◆ **EXERCISE**: Below are lines of data; count those that contain "expect" and give the total alone.

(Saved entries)
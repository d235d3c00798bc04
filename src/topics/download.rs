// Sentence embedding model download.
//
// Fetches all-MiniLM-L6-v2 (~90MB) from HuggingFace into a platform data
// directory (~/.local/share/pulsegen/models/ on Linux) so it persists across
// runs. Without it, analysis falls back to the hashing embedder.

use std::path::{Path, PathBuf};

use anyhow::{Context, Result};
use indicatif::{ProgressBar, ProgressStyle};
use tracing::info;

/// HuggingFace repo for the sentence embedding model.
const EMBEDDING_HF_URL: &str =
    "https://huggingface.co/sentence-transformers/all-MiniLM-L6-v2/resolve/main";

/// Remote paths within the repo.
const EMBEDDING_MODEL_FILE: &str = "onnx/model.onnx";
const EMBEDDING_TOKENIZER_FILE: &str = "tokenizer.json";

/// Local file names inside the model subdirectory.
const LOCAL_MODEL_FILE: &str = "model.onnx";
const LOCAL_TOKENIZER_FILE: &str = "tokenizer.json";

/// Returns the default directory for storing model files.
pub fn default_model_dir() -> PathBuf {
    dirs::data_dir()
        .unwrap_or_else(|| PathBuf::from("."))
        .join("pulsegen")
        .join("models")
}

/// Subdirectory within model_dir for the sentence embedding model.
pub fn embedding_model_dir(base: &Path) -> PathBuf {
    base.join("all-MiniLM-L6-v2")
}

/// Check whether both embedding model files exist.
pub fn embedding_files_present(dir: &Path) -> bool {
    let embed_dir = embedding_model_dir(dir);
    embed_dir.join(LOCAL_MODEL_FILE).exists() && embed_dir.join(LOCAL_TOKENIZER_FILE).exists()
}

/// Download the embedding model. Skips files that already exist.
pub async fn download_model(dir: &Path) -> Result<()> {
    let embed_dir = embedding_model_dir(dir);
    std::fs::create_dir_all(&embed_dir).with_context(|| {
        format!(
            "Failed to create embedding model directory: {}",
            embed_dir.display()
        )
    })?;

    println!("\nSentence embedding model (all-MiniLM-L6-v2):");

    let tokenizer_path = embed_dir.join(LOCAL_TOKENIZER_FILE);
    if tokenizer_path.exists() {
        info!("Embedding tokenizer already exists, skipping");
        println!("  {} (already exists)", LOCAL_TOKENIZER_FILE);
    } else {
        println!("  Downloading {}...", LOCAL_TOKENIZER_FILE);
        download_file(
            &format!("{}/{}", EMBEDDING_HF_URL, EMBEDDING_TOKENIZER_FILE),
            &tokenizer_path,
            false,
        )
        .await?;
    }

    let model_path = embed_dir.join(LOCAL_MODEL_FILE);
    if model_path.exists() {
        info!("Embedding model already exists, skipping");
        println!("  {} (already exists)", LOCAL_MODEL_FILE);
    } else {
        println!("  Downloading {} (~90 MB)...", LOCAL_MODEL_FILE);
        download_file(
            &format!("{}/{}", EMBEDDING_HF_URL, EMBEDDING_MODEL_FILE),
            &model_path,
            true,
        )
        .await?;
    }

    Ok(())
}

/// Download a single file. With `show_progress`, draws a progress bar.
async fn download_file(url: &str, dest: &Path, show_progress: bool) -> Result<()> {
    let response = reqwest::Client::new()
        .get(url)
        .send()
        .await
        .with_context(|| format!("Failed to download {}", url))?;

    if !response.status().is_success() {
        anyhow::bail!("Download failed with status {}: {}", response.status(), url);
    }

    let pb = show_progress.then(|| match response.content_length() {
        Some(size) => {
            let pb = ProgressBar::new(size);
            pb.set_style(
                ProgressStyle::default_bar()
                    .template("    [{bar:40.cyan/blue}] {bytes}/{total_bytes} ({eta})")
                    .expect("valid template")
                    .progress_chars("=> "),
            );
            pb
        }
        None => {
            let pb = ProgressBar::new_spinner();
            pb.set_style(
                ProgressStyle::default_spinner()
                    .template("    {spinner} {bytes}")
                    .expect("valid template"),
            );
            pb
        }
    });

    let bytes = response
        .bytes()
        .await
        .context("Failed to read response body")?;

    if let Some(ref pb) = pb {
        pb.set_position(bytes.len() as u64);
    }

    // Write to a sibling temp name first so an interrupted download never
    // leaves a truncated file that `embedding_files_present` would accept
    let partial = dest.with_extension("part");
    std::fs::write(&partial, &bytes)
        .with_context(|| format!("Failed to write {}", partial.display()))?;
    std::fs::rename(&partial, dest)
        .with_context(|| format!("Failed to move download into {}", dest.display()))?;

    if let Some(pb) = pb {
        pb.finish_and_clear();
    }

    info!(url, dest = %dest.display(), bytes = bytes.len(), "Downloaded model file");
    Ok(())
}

--

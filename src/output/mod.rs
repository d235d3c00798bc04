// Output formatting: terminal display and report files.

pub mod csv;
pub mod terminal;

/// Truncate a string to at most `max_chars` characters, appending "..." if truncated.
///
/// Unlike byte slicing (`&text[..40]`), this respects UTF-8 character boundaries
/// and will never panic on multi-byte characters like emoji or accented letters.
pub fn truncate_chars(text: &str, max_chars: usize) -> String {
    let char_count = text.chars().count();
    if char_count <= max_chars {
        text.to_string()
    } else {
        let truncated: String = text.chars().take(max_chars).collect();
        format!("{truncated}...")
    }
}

◆ **YOUR RESPONSE**: 2